Sometimes people come into our lives forever, and sometimes, just for a page. You can either accept the changes gracefully or sulk, stress and flip out. We've all had that relationship that didn't pan out. That one guy who broke our heart and 'ruined' us for a bit. But, then we grew up, we moved on and we had our own life. Which, is great and wonderful, so don't look back. Cyber stalking an ex isn't healthy, especially when you wish 'bad' for them. Obviously, we want to be doing better than that 'awful' person, but harboring ill thoughts and bad wishes only hurts YOU...not them.
And I'd bet we've all had that friendship that ended, for whatever reason as well. The college best friend that chooses her sorority of you. The girl you've known since elementary school that one day just decided to stop calling you back. Or you've been caught in the cross-roads of deciding whether or not a friendship is too much work or too stressful to be in anymore. Personally, as I've gotten older I've become a lot less tolerant of petty drama and BS. I used to be the constant over-looker, forgiver and 'hey don't worry about it' friend. But then I realized, I only get one life to live and people that don't make me a better person really doesn't need to be involved in my day to day. So, I've become the dropitlikeitshot kinda of girl and am a huge advocate for everyone else to do the same. [sidenote: I get that family is it's own beast and sadly, sometimes we have to keep toxic relationships, purely because they are blood. #stinksIgetit].
Obviously, if there are ways to work things out, then by all means, do what you need to do to make it right and get life back on track. But, sometimes things aren't worth mending and then it's just time to move on and let go. Will you have one less friend [or maybe more]? Yes, but you also won't be surrounding yourself with people you don't care for, or that honestly don't care for you. As I've grown up, the phrase 'quality over quantity' has become my mantra and I'm quite happy with the close-knit group of friends I have around me. Now, I'm not saying that big groups of GOOD friends aren't quality. I know many people that have large groups of incredibly close friends that uplift each other and support each other no matter what and I think that's wonderful. However, I've chosen NOT to force the LARGE group, just for the sake of having a bunch of people to call my 'friends'. People that constantly cut me down are not the kind of people I would want to be around, even if losing them meant losing people I've known for awhile. To me, the heartache and the drama just isn't worth it anymore, so I've removed what I don't need and moved on. Sometimes it takes longer than expected to move on, but trust me, letting it go and getting on with life is the best thing you can do for yourself.
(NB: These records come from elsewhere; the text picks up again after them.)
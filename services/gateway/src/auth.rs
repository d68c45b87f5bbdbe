use crate::config::AuthConfig;
use async_trait::async_trait;
use axum::http::header::AUTHORIZATION;
use axum::http::HeaderMap;
use std::collections::HashMap;
use thiserror::Error;
use tracing::debug;

/// Authenticated uploader identity
#[derive(Debug, Clone, PartialEq, Eq)]
pub struct Identity {
    pub subject: String,
}

#[derive(Debug, Error)]
pub enum AuthError {
    #[error("missing credentials")]
    Missing,

    #[error("invalid token")]
    Invalid,
}

/// External collaborator that turns a bearer token into an identity.
///
/// Token issuance, rotation, and revocation live outside this service; the
/// gateway only needs an authenticated-identity-or-reject decision.
#[async_trait]
pub trait TokenVerifier: Send + Sync {
    async fn verify(&self, token: &str) -> Result<Identity, AuthError>;
}

/// Verifier backed by the configured token list
pub struct StaticTokenVerifier {
    subjects: HashMap<String, String>,
}

impl StaticTokenVerifier {
    pub fn new(config: &AuthConfig) -> Self {
        let subjects = config
            .tokens
            .iter()
            .map(|entry| (entry.token.clone(), entry.subject.clone()))
            .collect();

        Self { subjects }
    }
}

#[async_trait]
impl TokenVerifier for StaticTokenVerifier {
    async fn verify(&self, token: &str) -> Result<Identity, AuthError> {
        match self.subjects.get(token) {
            Some(subject) => {
                debug!(subject = %subject, "Upload token verified");
                Ok(Identity {
                    subject: subject.clone(),
                })
            }
            None => Err(AuthError::Invalid),
        }
    }
}

/// Extract the bearer token from request headers
pub fn bearer_token(headers: &HeaderMap) -> Option<&str> {
    headers
        .get(AUTHORIZATION)
        .and_then(|value| value.to_str().ok())
        .and_then(|value| value.strip_prefix("Bearer "))
        .map(str::trim)
        .filter(|token| !token.is_empty())
}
Being upset with someone is fine and human nature. Continuing to talk badly about them, not to their face is a bit hypocritical if that's your issue with them...a lil pot, kettle and black no? #whatsusiesaysaboutsally
What are your thoughts on relationships and ending? Are you the constant forgiver, or the one that just walks away? Do you actually walk away or still mull it over long after it's over? What advice do you give friends when they are in a tricky relationship situations?